** INPUT MATERIAL follows **

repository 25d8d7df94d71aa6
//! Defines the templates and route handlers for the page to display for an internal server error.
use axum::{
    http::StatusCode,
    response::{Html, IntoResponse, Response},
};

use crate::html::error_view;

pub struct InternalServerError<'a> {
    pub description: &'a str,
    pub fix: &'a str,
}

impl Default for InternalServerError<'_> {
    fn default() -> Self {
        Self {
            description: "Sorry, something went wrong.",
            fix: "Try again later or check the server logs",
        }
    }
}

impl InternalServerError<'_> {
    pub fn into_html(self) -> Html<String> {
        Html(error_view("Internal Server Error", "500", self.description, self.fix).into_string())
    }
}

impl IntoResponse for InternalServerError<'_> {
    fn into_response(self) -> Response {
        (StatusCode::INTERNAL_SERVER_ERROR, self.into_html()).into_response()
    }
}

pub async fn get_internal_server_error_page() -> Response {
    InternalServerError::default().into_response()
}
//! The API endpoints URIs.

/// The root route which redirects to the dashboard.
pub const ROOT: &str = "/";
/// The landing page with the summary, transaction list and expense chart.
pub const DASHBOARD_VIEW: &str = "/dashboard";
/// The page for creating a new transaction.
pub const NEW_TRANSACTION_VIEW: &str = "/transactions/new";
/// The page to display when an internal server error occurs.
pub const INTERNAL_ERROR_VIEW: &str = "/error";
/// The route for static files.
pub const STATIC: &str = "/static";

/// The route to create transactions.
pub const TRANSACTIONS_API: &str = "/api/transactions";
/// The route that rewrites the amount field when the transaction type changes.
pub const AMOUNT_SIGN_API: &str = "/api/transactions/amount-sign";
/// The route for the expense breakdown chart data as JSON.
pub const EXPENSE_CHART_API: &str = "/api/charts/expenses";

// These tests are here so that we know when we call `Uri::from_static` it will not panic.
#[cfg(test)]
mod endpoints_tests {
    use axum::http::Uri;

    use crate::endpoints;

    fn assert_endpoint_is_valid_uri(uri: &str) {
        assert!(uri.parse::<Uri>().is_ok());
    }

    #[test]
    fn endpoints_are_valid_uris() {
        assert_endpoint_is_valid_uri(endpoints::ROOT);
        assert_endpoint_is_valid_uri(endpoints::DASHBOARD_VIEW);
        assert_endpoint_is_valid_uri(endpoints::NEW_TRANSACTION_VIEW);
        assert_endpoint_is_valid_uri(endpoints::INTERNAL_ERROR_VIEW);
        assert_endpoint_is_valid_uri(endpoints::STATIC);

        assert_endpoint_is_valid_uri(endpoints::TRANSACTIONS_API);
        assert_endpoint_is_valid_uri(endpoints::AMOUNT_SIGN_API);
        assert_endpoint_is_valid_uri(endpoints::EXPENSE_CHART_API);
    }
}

** End of INPUT MATERIAL **
** INPUT MATERIAL follows **

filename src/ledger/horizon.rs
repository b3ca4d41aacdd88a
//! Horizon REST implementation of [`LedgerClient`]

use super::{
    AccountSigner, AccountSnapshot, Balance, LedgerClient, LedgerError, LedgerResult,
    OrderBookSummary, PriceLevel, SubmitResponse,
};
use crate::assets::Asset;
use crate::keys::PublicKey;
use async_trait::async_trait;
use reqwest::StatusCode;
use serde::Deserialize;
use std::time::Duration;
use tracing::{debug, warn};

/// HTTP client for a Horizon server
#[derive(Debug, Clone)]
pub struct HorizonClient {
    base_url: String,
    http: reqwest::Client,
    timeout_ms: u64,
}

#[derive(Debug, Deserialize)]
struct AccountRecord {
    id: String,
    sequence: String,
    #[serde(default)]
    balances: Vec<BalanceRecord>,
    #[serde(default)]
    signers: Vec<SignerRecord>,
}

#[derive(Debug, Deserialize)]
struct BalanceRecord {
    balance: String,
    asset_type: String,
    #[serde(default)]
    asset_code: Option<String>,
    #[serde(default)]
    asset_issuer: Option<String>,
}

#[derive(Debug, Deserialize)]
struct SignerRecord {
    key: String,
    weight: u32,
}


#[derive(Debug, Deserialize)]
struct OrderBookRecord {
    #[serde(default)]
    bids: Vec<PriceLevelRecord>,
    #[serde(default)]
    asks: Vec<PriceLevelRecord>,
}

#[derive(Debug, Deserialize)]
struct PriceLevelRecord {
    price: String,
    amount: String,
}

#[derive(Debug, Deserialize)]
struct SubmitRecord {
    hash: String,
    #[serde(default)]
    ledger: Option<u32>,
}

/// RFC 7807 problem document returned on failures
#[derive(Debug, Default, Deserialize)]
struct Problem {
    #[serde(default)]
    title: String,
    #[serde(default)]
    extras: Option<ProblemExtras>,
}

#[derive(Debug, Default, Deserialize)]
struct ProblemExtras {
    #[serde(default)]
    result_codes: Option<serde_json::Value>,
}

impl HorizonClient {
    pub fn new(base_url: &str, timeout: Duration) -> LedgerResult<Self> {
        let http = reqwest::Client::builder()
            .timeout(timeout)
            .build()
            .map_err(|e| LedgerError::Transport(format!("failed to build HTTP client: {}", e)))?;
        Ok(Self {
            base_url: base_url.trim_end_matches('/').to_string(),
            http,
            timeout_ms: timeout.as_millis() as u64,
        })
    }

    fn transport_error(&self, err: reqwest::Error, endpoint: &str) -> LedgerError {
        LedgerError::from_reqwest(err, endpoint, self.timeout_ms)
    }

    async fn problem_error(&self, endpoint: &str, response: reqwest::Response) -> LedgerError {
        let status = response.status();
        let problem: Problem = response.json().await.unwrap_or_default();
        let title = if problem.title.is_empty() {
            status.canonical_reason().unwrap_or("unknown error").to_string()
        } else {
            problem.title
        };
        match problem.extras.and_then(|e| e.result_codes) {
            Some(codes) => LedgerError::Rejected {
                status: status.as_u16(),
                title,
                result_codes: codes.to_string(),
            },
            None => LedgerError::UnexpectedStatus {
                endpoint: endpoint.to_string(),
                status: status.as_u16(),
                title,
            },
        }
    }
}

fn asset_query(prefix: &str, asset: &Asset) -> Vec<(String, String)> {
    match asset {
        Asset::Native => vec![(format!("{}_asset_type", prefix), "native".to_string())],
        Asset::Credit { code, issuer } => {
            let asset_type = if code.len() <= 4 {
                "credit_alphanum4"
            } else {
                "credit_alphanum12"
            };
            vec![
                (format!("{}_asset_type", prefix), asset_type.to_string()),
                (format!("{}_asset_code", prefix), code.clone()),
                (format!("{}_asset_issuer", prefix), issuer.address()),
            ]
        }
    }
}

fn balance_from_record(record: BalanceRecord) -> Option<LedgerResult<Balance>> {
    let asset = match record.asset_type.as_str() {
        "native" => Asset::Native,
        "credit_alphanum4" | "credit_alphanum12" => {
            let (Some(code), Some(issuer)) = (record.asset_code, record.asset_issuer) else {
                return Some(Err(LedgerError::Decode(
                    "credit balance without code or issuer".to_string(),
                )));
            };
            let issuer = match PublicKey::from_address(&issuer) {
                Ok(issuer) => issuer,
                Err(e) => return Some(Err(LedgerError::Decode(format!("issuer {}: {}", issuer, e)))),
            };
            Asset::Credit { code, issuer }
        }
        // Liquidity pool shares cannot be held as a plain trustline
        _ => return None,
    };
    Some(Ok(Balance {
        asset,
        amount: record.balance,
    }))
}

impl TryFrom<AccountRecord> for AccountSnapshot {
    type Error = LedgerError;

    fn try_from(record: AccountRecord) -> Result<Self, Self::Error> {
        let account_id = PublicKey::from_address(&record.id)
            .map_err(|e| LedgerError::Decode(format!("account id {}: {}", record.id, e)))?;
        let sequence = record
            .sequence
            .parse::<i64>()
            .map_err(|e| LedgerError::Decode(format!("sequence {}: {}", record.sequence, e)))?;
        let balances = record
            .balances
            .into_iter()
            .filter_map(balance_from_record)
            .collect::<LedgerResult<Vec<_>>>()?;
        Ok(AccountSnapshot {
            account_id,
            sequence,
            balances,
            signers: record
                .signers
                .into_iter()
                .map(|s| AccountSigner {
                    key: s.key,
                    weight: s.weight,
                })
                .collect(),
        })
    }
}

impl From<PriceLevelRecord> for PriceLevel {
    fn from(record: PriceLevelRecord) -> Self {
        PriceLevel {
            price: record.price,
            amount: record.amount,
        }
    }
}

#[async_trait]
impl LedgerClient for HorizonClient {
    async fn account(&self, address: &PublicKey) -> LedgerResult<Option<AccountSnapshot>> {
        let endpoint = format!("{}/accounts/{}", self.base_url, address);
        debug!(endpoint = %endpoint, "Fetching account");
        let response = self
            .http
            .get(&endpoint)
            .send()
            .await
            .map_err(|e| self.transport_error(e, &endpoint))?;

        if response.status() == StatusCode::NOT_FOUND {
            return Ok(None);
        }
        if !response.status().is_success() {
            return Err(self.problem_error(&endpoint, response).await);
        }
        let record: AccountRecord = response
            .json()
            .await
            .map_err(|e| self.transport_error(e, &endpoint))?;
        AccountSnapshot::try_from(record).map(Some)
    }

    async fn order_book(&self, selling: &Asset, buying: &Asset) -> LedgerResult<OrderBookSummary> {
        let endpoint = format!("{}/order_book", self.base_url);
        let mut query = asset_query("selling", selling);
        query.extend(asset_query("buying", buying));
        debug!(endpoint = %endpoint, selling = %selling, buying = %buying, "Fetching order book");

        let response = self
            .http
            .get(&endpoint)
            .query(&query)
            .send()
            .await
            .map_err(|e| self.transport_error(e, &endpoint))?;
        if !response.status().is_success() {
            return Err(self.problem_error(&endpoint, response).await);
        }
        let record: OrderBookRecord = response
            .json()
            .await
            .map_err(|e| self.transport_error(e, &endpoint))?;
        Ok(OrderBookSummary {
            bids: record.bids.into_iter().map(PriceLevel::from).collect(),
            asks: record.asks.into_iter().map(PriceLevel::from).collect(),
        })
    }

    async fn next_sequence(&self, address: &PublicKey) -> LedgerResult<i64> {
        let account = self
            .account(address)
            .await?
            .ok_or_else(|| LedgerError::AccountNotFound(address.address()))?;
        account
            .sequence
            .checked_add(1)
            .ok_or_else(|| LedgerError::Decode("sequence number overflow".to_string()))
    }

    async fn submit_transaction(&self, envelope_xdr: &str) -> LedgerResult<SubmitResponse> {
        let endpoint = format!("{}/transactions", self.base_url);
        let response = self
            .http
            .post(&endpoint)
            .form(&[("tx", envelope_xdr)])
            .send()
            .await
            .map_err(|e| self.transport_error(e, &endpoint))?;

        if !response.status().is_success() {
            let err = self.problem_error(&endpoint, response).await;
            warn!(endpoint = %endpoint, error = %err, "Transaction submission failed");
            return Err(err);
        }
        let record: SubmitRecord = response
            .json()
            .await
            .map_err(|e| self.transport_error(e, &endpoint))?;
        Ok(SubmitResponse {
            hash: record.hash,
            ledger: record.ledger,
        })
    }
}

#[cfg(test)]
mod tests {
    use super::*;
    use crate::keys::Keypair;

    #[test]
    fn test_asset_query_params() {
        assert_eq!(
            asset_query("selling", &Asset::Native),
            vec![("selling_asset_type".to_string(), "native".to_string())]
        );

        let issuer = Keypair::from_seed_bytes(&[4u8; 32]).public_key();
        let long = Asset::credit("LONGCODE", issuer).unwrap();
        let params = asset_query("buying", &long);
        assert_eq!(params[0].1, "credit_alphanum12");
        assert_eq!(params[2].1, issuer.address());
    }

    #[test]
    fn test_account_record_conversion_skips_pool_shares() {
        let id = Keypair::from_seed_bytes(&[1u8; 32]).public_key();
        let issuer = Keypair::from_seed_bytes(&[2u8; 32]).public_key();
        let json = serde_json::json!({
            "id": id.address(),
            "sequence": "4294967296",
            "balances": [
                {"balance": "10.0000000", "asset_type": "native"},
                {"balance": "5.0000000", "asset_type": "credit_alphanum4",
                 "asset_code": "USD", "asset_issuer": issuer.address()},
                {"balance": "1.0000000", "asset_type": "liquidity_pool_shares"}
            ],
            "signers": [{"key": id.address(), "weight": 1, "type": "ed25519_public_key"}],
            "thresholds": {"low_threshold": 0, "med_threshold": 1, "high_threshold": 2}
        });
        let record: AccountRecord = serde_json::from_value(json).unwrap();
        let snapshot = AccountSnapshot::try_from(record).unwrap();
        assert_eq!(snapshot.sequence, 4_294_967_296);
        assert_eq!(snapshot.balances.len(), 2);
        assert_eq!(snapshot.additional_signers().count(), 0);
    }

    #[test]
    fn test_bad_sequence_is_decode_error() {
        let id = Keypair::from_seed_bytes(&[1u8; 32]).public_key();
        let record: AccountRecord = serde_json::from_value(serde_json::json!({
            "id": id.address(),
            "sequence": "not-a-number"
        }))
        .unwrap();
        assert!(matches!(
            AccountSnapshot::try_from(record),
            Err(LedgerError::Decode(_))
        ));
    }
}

** End of INPUT MATERIAL **
** INPUT MATERIAL follows **

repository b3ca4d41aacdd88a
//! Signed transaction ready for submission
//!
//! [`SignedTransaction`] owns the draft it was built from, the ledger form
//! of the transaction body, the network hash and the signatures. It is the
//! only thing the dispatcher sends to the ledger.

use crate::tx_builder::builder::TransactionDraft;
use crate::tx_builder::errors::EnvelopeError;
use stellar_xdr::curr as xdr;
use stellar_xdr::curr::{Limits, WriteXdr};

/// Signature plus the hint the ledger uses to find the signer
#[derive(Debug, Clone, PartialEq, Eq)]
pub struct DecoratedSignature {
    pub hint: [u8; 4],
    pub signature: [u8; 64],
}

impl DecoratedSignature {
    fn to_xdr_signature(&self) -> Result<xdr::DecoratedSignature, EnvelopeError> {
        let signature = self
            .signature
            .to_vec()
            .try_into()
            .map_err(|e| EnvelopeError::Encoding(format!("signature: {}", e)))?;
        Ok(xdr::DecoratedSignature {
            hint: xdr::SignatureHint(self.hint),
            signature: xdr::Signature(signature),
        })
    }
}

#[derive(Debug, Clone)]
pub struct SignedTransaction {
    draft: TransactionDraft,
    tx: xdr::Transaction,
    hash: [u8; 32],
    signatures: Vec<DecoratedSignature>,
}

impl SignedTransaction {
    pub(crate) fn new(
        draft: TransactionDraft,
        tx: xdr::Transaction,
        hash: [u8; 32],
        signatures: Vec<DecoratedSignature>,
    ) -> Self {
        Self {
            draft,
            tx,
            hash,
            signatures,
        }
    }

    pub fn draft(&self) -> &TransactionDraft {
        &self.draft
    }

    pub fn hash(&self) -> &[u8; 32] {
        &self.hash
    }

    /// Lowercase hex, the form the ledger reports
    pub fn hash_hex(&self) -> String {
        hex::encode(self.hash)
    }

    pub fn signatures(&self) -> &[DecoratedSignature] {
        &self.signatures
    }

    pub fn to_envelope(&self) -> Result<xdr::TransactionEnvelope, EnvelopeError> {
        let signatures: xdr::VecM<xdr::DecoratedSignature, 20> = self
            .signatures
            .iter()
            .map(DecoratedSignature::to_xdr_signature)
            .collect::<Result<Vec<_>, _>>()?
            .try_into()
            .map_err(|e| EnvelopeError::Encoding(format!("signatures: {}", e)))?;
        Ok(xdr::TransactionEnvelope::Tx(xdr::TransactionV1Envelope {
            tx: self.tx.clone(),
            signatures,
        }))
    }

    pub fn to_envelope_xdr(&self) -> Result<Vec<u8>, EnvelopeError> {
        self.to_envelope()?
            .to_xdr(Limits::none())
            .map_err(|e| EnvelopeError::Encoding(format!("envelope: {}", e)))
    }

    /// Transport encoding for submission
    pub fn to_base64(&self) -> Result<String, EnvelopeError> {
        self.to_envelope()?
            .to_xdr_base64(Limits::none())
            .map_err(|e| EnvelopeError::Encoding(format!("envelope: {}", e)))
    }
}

** End of INPUT MATERIAL **

# TASK PROMPT
Your answer should consist of all lines above that include the string "description".

# FINISHED EXERCISE
    pub description: &'a str,
            description: "Sorry, something went wrong.",
        Html(error_view("Internal Server Error", "500", self.description, self.fix).into_string())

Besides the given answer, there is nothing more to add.